> Work to complete:
The records that follow are to be reproduced verbatim.

*** Provided data ***

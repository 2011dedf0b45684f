//! Offset-based pagination for listing endpoints.

use serde::{Deserialize, Serialize};

/// Position and size of one page request.
#[derive(Debug, Clone, Copy, PartialEq, Eq, Serialize, Deserialize)]
pub struct PageRequest {
    /// Number of items skipped before this page.
    #[serde(default)]
    pub offset: u64,
    /// Number of items per page.
    #[serde(default = "default_page_size")]
    pub page_size: u32,
}

fn default_page_size() -> u32 {
    100
}

impl Default for PageRequest {
    fn default() -> Self {
        Self {
            offset: 0,
            page_size: default_page_size(),
        }
    }
}

impl PageRequest {
    /// Creates a page request at the given offset.
    #[must_use]
    pub const fn new(offset: u64, page_size: u32) -> Self {
        Self { offset, page_size }
    }

    /// Creates the request for a zero-indexed page number.
    #[must_use]
    pub const fn for_page(page: u32, page_size: u32) -> Self {
        Self {
            offset: page as u64 * page_size as u64,
            page_size,
        }
    }

    /// Returns the request immediately following this one.
    #[must_use]
    pub const fn next(self) -> Self {
        Self {
            offset: self.offset.saturating_add(self.page_size as u64),
            page_size: self.page_size,
        }
    }

    /// Returns the request that follows a server-reported page number.
    ///
    /// Servers report one-indexed page numbers, so page `n` having been
    /// served means the next offset is `n * page_size`.
    #[must_use]
    pub const fn after_page(self, current_page: u32) -> Self {
        Self::for_page(current_page, self.page_size)
    }
}
//! Trial balance report schema.
//!
//! Wire shape:
//!
//! ```text
//! { "Reports": [ {
//!     "ReportID", "ReportName", "ReportDate", "UpdatedDateUTC",
//!     "Rows": [ { "RowType", "Title"?, "Cells"?: [ { "Value"?, "Attributes"?: [ { "Value", "Id"? } ] } ],
//!                 "Rows"?: [ { "RowType", "Cells": [...] } ] } ]
//! } ] }
//! ```

use serde::{Deserialize, Serialize};

use super::document::{Node, RawDocument};
use super::error::SchemaResult;

/// A validated trial balance report.
#[derive(Debug, Clone, PartialEq, Eq, Serialize, Deserialize)]
pub struct TrialBalanceReport {
    /// Report identifier.
    pub report_id: String,
    /// Report name.
    pub report_name: String,
    /// Human-readable report date.
    pub report_date: String,
    /// Last update timestamp as sent by the API.
    pub updated_date_utc: String,
    /// Top-level rows in display order.
    pub rows: Vec<ReportRow>,
}

/// Kind of a report row.
#[derive(Debug, Clone, PartialEq, Eq, Serialize, Deserialize)]
pub enum RowType {
    /// Column headings.
    Header,
    /// Group of account rows.
    Section,
    /// A single account.
    Row,
    /// Section or report totals.
    SummaryRow,
    /// Any row type this crate does not know.
    Other(String),
}

impl From<&str> for RowType {
    fn from(raw: &str) -> Self {
        match raw {
            "Header" => Self::Header,
            "Section" => Self::Section,
            "Row" => Self::Row,
            "SummaryRow" => Self::SummaryRow,
            other => Self::Other(other.to_string()),
        }
    }
}

/// One row of a report.
///
/// Only top-level rows carry nested `rows`; the report is two levels deep.
#[derive(Debug, Clone, PartialEq, Eq, Serialize, Deserialize)]
pub struct ReportRow {
    /// Row kind.
    pub row_type: RowType,
    /// Section title, if any.
    pub title: Option<String>,
    /// Display cells in column order.
    pub cells: Vec<ReportCell>,
    /// Nested rows of a section.
    pub rows: Vec<ReportRow>,
}

/// One display cell.
#[derive(Debug, Clone, PartialEq, Eq, Serialize, Deserialize)]
pub struct ReportCell {
    /// Display text.
    pub value: Option<String>,
    /// Attributes such as the account identifier.
    pub attributes: Vec<CellAttribute>,
}

/// Cell attribute.
#[derive(Debug, Clone, PartialEq, Eq, Serialize, Deserialize)]
pub struct CellAttribute {
    /// Attribute name.
    pub id: Option<String>,
    /// Attribute value.
    pub value: String,
}

impl ReportCell {
    /// Returns the display text, or an empty string when absent.
    #[must_use]
    pub fn text(&self) -> &str {
        self.value.as_deref().unwrap_or_default()
    }
}

/// Validates a trial balance response and returns its first report.
pub fn validate_trial_balance(document: &RawDocument) -> SchemaResult<TrialBalanceReport> {
    let root = document.root();
    let reports = root.required_array("Reports")?;
    let Some(report) = reports.first() else {
        return Err(root.required("Reports")?.invalid("expected at least one report"));
    };
    decode_report(report)
}

fn decode_report(node: &Node<'_>) -> SchemaResult<TrialBalanceReport> {
    let rows = node
        .required_array("Rows")?
        .iter()
        .map(decode_top_level_row)
        .collect::<SchemaResult<Vec<_>>>()?;

    Ok(TrialBalanceReport {
        report_id: node.required_str("ReportID")?,
        report_name: node.required_str("ReportName")?,
        report_date: node.required_str("ReportDate")?,
        updated_date_utc: node.required_str("UpdatedDateUTC")?,
        rows,
    })
}

fn decode_top_level_row(node: &Node<'_>) -> SchemaResult<ReportRow> {
    let cells = node
        .optional_array("Cells")?
        .iter()
        .map(decode_cell)
        .collect::<SchemaResult<Vec<_>>>()?;
    let rows = node
        .optional_array("Rows")?
        .iter()
        .map(decode_nested_row)
        .collect::<SchemaResult<Vec<_>>>()?;

    Ok(ReportRow {
        row_type: RowType::from(node.required_str("RowType")?.as_str()),
        title: node.optional_str("Title")?,
        cells,
        rows,
    })
}

fn decode_nested_row(node: &Node<'_>) -> SchemaResult<ReportRow> {
    let cells = node
        .required_array("Cells")?
        .iter()
        .map(decode_cell)
        .collect::<SchemaResult<Vec<_>>>()?;

    Ok(ReportRow {
        row_type: RowType::from(node.required_str("RowType")?.as_str()),
        title: node.optional_str("Title")?,
        cells,
        rows: Vec::new(),
    })
}

fn decode_cell(node: &Node<'_>) -> SchemaResult<ReportCell> {
    let attributes = node
        .optional_array("Attributes")?
        .iter()
        .map(|attr| {
            Ok(CellAttribute {
                id: attr.optional_str("Id")?,
                value: attr.required_str("Value")?,
            })
        })
        .collect::<SchemaResult<Vec<_>>>()?;

    Ok(ReportCell {
        value: node.optional_str("Value")?,
        attributes,
    })
}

*** End of Provided data ***

> Response to this task:
repository 2011dedf0b45684f
//! Offset-based pagination for listing endpoints.

use serde::{Deserialize, Serialize};

/// Position and size of one page request.
#[derive(Debug, Clone, Copy, PartialEq, Eq, Serialize, Deserialize)]
pub struct PageRequest {
    /// Number of items skipped before this page.
    #[serde(default)]
    pub offset: u64,
    /// Number of items per page.
    #[serde(default = "default_page_size")]
    pub page_size: u32,
}

fn default_page_size() -> u32 {
    100
}

impl Default for PageRequest {
    fn default() -> Self {
        Self {
            offset: 0,
            page_size: default_page_size(),
        }
    }
}

impl PageRequest {
    /// Creates a page request at the given offset.
    #[must_use]
    pub const fn new(offset: u64, page_size: u32) -> Self {
        Self { offset, page_size }
    }

    /// Creates the request for a zero-indexed page number.
    #[must_use]
    pub const fn for_page(page: u32, page_size: u32) -> Self {
        Self {
            offset: page as u64 * page_size as u64,
            page_size,
        }
    }

    /// Returns the request immediately following this one.
    #[must_use]
    pub const fn next(self) -> Self {
        Self {
            offset: self.offset.saturating_add(self.page_size as u64),
            page_size: self.page_size,
        }
    }

    /// Returns the request that follows a server-reported page number.
    ///
    /// Servers report one-indexed page numbers, so page `n` having been
    /// served means the next offset is `n * page_size`.
    #[must_use]
    pub const fn after_page(self, current_page: u32) -> Self {
        Self::for_page(current_page, self.page_size)
    }
}
//! Trial balance report schema.
//!
//! Wire shape:
//!
//! ```text
//! { "Reports": [ {
//!     "ReportID", "ReportName", "ReportDate", "UpdatedDateUTC",
//!     "Rows": [ { "RowType", "Title"?, "Cells"?: [ { "Value"?, "Attributes"?: [ { "Value", "Id"? } ] } ],
//!                 "Rows"?: [ { "RowType", "Cells": [...] } ] } ]
//! } ] }
//! ```

use serde::{Deserialize, Serialize};

use super::document::{Node, RawDocument};
use super::error::SchemaResult;

/// A validated trial balance report.
#[derive(Debug, Clone, PartialEq, Eq, Serialize, Deserialize)]
pub struct TrialBalanceReport {
    /// Report identifier.
    pub report_id: String,
    /// Report name.
    pub report_name: String,
    /// Human-readable report date.
    pub report_date: String,
    /// Last update timestamp as sent by the API.
    pub updated_date_utc: String,
    /// Top-level rows in display order.
    pub rows: Vec<ReportRow>,
}

/// Kind of a report row.
#[derive(Debug, Clone, PartialEq, Eq, Serialize, Deserialize)]
pub enum RowType {
    /// Column headings.
    Header,
    /// Group of account rows.
    Section,
    /// A single account.
    Row,
    /// Section or report totals.
    SummaryRow,
    /// Any row type this crate does not know.
    Other(String),
}

impl From<&str> for RowType {
    fn from(raw: &str) -> Self {
        match raw {
            "Header" => Self::Header,
            "Section" => Self::Section,
            "Row" => Self::Row,
            "SummaryRow" => Self::SummaryRow,
            other => Self::Other(other.to_string()),
        }
    }
}

/// One row of a report.
///
/// Only top-level rows carry nested `rows`; the report is two levels deep.
#[derive(Debug, Clone, PartialEq, Eq, Serialize, Deserialize)]
pub struct ReportRow {
    /// Row kind.
    pub row_type: RowType,
    /// Section title, if any.
    pub title: Option<String>,
    /// Display cells in column order.
    pub cells: Vec<ReportCell>,
    /// Nested rows of a section.
    pub rows: Vec<ReportRow>,
}

/// One display cell.
#[derive(Debug, Clone, PartialEq, Eq, Serialize, Deserialize)]
pub struct ReportCell {
    /// Display text.
    pub value: Option<String>,
    /// Attributes such as the account identifier.
    pub attributes: Vec<CellAttribute>,
}

/// Cell attribute.
#[derive(Debug, Clone, PartialEq, Eq, Serialize, Deserialize)]
pub struct CellAttribute {
    /// Attribute name.
    pub id: Option<String>,
    /// Attribute value.
    pub value: String,
}

impl ReportCell {
    /// Returns the display text, or an empty string when absent.
    #[must_use]
    pub fn text(&self) -> &str {
        self.value.as_deref().unwrap_or_default()
    }
}

/// Validates a trial balance response and returns its first report.
pub fn validate_trial_balance(document: &RawDocument) -> SchemaResult<TrialBalanceReport> {
    let root = document.root();
    let reports = root.required_array("Reports")?;
    let Some(report) = reports.first() else {
        return Err(root.required("Reports")?.invalid("expected at least one report"));
    };
    decode_report(report)
}

fn decode_report(node: &Node<'_>) -> SchemaResult<TrialBalanceReport> {
    let rows = node
        .required_array("Rows")?
        .iter()
        .map(decode_top_level_row)
        .collect::<SchemaResult<Vec<_>>>()?;

    Ok(TrialBalanceReport {
        report_id: node.required_str("ReportID")?,
        report_name: node.required_str("ReportName")?,
        report_date: node.required_str("ReportDate")?,
        updated_date_utc: node.required_str("UpdatedDateUTC")?,
        rows,
    })
}

fn decode_top_level_row(node: &Node<'_>) -> SchemaResult<ReportRow> {
    let cells = node
        .optional_array("Cells")?
        .iter()
        .map(decode_cell)
        .collect::<SchemaResult<Vec<_>>>()?;
    let rows = node
        .optional_array("Rows")?
        .iter()
        .map(decode_nested_row)
        .collect::<SchemaResult<Vec<_>>>()?;

    Ok(ReportRow {
        row_type: RowType::from(node.required_str("RowType")?.as_str()),
        title: node.optional_str("Title")?,
        cells,
        rows,
    })
}

fn decode_nested_row(node: &Node<'_>) -> SchemaResult<ReportRow> {
    let cells = node
        .required_array("Cells")?
        .iter()
        .map(decode_cell)
        .collect::<SchemaResult<Vec<_>>>()?;

    Ok(ReportRow {
        row_type: RowType::from(node.required_str("RowType")?.as_str()),
        title: node.optional_str("Title")?,
        cells,
        rows: Vec::new(),
    })
}

fn decode_cell(node: &Node<'_>) -> SchemaResult<ReportCell> {
    let attributes = node
        .optional_array("Attributes")?
        .iter()
        .map(|attr| {
            Ok(CellAttribute {
                id: attr.optional_str("Id")?,
                value: attr.required_str("Value")?,
            })
        })
        .collect::<SchemaResult<Vec<_>>>()?;

    Ok(ReportCell {
        value: node.optional_str("Value")?,
        attributes,
    })
}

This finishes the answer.